TASK DATA Start Marker

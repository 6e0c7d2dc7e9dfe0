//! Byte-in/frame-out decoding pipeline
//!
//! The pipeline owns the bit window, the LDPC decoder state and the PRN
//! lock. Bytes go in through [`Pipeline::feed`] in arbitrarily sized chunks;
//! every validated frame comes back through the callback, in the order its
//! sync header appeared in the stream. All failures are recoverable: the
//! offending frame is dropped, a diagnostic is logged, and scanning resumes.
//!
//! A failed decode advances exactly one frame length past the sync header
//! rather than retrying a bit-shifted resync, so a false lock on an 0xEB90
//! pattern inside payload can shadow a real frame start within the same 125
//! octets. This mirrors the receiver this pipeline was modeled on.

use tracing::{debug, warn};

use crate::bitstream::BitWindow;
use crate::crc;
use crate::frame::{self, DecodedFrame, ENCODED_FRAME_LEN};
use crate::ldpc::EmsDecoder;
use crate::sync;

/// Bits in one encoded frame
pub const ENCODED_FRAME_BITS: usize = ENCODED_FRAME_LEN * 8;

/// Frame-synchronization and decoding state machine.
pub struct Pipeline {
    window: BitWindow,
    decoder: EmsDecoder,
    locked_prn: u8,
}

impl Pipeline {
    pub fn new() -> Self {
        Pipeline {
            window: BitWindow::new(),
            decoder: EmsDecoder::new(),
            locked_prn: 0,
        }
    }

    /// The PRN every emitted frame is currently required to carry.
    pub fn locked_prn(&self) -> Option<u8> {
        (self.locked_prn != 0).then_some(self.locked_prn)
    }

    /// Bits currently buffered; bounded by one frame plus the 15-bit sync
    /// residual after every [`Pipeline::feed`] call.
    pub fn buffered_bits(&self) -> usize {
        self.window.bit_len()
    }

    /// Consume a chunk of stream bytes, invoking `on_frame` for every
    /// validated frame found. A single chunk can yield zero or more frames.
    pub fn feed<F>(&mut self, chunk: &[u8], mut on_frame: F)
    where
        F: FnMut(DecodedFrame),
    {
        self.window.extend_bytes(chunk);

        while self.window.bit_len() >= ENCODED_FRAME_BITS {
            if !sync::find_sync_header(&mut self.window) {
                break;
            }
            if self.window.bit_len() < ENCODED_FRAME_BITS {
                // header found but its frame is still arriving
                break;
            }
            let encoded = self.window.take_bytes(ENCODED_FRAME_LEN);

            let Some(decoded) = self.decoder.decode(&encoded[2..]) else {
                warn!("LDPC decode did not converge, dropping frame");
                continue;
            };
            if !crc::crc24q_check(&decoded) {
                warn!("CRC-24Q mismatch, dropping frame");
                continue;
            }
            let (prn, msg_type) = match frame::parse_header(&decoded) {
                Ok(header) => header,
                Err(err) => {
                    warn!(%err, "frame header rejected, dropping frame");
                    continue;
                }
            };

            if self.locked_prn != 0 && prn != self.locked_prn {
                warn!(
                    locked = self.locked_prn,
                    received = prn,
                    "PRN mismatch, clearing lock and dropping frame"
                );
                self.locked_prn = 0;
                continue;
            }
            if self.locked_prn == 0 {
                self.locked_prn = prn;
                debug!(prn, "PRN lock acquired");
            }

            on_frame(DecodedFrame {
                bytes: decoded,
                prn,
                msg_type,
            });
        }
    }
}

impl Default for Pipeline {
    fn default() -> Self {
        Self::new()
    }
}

TASK DATA End Marker
TASK DATA Start Marker

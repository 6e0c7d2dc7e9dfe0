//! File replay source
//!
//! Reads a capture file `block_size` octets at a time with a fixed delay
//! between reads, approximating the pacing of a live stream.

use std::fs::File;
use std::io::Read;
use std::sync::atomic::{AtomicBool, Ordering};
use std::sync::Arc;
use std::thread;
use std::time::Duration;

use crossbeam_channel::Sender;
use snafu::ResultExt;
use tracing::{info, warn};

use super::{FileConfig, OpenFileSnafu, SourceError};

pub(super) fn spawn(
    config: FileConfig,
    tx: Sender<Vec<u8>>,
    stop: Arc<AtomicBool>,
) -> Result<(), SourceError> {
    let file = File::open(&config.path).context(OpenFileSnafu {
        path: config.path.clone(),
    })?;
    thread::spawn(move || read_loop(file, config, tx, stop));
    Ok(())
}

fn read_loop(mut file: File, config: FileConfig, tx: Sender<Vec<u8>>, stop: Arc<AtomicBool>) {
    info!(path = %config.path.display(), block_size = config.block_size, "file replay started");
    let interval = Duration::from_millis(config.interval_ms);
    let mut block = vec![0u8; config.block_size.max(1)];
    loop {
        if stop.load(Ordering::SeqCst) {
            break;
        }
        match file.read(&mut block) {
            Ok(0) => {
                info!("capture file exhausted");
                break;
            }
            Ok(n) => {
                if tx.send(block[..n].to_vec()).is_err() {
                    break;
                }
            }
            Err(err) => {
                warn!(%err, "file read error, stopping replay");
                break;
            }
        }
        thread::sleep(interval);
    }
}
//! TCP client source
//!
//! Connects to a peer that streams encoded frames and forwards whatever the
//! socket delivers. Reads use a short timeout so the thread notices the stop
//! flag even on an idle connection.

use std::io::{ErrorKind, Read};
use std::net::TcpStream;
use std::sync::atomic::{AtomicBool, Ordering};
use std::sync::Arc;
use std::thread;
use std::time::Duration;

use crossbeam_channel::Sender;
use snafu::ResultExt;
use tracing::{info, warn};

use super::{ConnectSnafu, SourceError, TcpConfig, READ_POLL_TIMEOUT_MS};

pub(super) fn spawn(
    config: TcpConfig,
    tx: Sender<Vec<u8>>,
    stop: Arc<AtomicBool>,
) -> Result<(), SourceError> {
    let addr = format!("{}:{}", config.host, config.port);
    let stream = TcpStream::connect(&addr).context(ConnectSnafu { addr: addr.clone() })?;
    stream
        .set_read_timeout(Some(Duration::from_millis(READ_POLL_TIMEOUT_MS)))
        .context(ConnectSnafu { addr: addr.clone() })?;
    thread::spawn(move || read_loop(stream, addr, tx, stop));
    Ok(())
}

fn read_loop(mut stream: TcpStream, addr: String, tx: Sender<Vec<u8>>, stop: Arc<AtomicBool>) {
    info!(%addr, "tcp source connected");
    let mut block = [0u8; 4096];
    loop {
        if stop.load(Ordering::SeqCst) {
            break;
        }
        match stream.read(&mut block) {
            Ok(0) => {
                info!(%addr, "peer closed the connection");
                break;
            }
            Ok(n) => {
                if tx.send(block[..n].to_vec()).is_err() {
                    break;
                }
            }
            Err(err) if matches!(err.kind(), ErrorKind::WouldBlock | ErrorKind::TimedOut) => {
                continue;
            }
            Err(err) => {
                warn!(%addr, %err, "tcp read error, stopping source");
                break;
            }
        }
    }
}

TASK DATA End Marker

◆ **WORK ITEM**
Pull every line containing "warn" from the entries above and copy it.

◆ **COMPLETED TASK**
use tracing::{debug, warn};
                warn!("LDPC decode did not converge, dropping frame");
                warn!("CRC-24Q mismatch, dropping frame");
                    warn!(%err, "frame header rejected, dropping frame");
                warn!(
use tracing::{info, warn};
                warn!(%err, "file read error, stopping replay");
use tracing::{info, warn};
                warn!(%addr, %err, "tcp read error, stopping source");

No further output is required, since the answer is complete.